25 de Agosto
San Luis IX, rey de Francia, que, tanto en tiempo de paz como durante las guerras interpuestas en defensa del cristianismo, se distinguió excepcionalmente por su activa fe y por la justicia en el gobierno, el amor a los pobres y la constancia en las adversidades. Tuvo once hijos en su matrimonio, a los que educó de una manera inmejorable y piadosa, y gastó sus bienes y fuerzas, y su vida misma, en la adoración de la cruz, la corona de espinas y el sepulcro del Señor, hasta que, mientras estaba acampado cerca de Túnez, en la costa de África del Norte, murió contagiado de peste. San Luis IX poseía las cualidades de un gran monarca, de un héroe de epopeya y de un santo. A la sabiduría en el gobierno unía el arte de la paz y de la guerra; al valor y amplitud de miras, una gran virtud. En sus empresas la ambición no tenía lugar alguno; lo único que buscaba el santo rey era la gloria de Dios y el bien de sus súbditos. Aunque las dos cruzadas en que participó resultaron un fracaso, es un hecho que san Luis fue uno de los caballeros más valientes de todas las épocas, un ejemplo perfecto del caballero medieval, sin miedo y sin tacha.

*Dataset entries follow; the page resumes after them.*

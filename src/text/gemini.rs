// Google Gemini summarization backend (`service_a`).
//
// Calls `models/{model}:generateContent`. Transcripts are sent inline;
// audio references are passed as `file_data` so Gemini fetches and
// transcribes the episode itself.
//
// API docs: https://ai.google.dev/api/generate-content

use std::time::Duration;

use async_trait::async_trait;
use reqwest::Client;
use serde::{Deserialize, Serialize};
use tracing::debug;

use super::traits::{truncate_transcript, SummaryInput, TextService, SUMMARY_PROMPT};
use crate::error::TextServiceError;
use crate::sources::rate_limit::RateLimiter;

pub const DEFAULT_API_URL: &str = "https://generativelanguage.googleapis.com/v1beta";
pub const DEFAULT_MODEL: &str = "gemini-1.5-flash";

/// Gemini's context is large, but long episodes still need a bound.
const MAX_TRANSCRIPT_CHARS: usize = 30_000;
const MAX_OUTPUT_TOKENS: u32 = 8000;

pub struct GeminiSummarizer {
    client: Client,
    base_url: String,
    api_key: Option<String>,
    model: String,
    rate_limiter: RateLimiter,
}

impl GeminiSummarizer {
    pub fn new(
        base_url: &str,
        api_key: Option<String>,
        model: Option<String>,
        spacing_ms: u64,
    ) -> anyhow::Result<Self> {
        let client = Client::builder()
            .timeout(Duration::from_secs(300))
            .build()?;
        Ok(Self {
            client,
            base_url: base_url.trim_end_matches('/').to_string(),
            api_key,
            model: model.unwrap_or_else(|| DEFAULT_MODEL.to_string()),
            rate_limiter: RateLimiter::spacing(spacing_ms),
        })
    }
}

#[async_trait]
impl TextService for GeminiSummarizer {
    fn name(&self) -> &'static str {
        "gemini"
    }

    async fn summarize(&self, input: &SummaryInput) -> Result<String, TextServiceError> {
        let Some(api_key) = self.api_key.as_deref() else {
            return Err(TextServiceError::Unavailable("GEMINI_API_KEY not set".into()));
        };

        let content_part = match input {
            SummaryInput::Transcript(text) => Part::Text {
                text: format!(
                    "Transcript:\n\n{}",
                    truncate_transcript(text, MAX_TRANSCRIPT_CHARS)
                ),
            },
            SummaryInput::Audio { url } => Part::File {
                file_data: FileData {
                    file_uri: url.clone(),
                    mime_type: "video/*".to_string(),
                },
            },
        };

        let request = GenerateRequest {
            contents: vec![Content {
                parts: vec![
                    Part::Text {
                        text: SUMMARY_PROMPT.to_string(),
                    },
                    content_part,
                ],
            }],
            generation_config: GenerationConfig {
                temperature: 0.7,
                max_output_tokens: MAX_OUTPUT_TOKENS,
            },
        };

        self.rate_limiter.acquire().await;

        let url = format!("{}/models/{}:generateContent", self.base_url, self.model);
        let response = self
            .client
            .post(&url)
            .query(&[("key", api_key)])
            .json(&request)
            .send()
            .await
            .map_err(|e| TextServiceError::Unavailable(format!("Gemini request failed: {e}")))?;

        if !response.status().is_success() {
            let status = response.status();
            let body = response.text().await.unwrap_or_default();
            return Err(TextServiceError::Unavailable(format!(
                "Gemini returned {status}: {}",
                crate::sources::http::snippet(&body)
            )));
        }

        let parsed: GenerateResponse = response.json().await.map_err(|e| {
            TextServiceError::Unavailable(format!("Failed to parse Gemini response: {e}"))
        })?;

        let summary: String = parsed
            .candidates
            .into_iter()
            .next()
            .and_then(|c| c.content)
            .map(|c| {
                c.parts
                    .into_iter()
                    .filter_map(|p| p.text)
                    .collect::<Vec<_>>()
                    .join("")
            })
            .unwrap_or_default();
        let summary = summary.trim().to_string();

        if summary.is_empty() {
            return Err(TextServiceError::Unavailable(
                "Gemini returned an empty summary".into(),
            ));
        }

        debug!(model = %self.model, chars = summary.len(), "Gemini summary received");
        Ok(summary)
    }
}

// --- Gemini request/response types ---

#[derive(Serialize)]
#[serde(rename_all = "camelCase")]
struct GenerateRequest {
    contents: Vec<Content>,
    generation_config: GenerationConfig,
}

#[derive(Serialize)]
struct Content {
    parts: Vec<Part>,
}

#[derive(Serialize)]
#[serde(untagged)]
enum Part {
    Text { text: String },
    File { file_data: FileData },
}

#[derive(Serialize)]
struct FileData {
    file_uri: String,
    mime_type: String,
}

#[derive(Serialize)]
#[serde(rename_all = "camelCase")]
struct GenerationConfig {
    temperature: f32,
    max_output_tokens: u32,
}

#[derive(Deserialize)]
struct GenerateResponse {
    #[serde(default)]
    candidates: Vec<Candidate>,
}

#[derive(Deserialize)]
struct Candidate {
    #[serde(default)]
    content: Option<CandidateContent>,
}

#[derive(Deserialize)]
struct CandidateContent {
    #[serde(default)]
    parts: Vec<CandidatePart>,
}

#[derive(Deserialize)]
struct CandidatePart {
    #[serde(default)]
    text: Option<String>,
}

Era hijo de Luis VIII de Francia. Cuando tenía ocho años, murió su abuelo Felipe Augusto y su padre ascendió al trono. Luis IX nació en Poissy, el 25 de abril de 1214. Blanca, su madre, era hija de Alfonso de Castilla y de Eleonor de Inglaterra. Al ejemplo de las virtudes de su santa madre debió Luis su magnífica educación. Blanca solía repetirle con frecuencia cuando era niño: «Te quiero como la madre más amante puede querer a su hijo; pero preferiría verte caer muerto a mis pies antes que saber que has cometido un solo pecado mortal». Luis no olvidó nunca esa lección. Su biógrafo y amigo, el señor de Joinville, cronista de las cruzadas, refiere que el rey le preguntó una vez: «¿Qué cosa es Dios?» Joinville replicó: «Una cosa tan buena que nada puede ser mejor que Él». «Bien dicho -respondió Luis-, pero decidme: ¿Preferiríais contraer la lepra antes que cometer un pecado mortal?» «Y yo, que nunca he dicho una mentira -prosigue Joinville- repliqué: 'Preferiría cometer treinta pecados mortales antes que contraer la lepra'». Más tarde, San Luis le llamó aparte y le explicó que su respuesta había sido honrada, pero equivocada.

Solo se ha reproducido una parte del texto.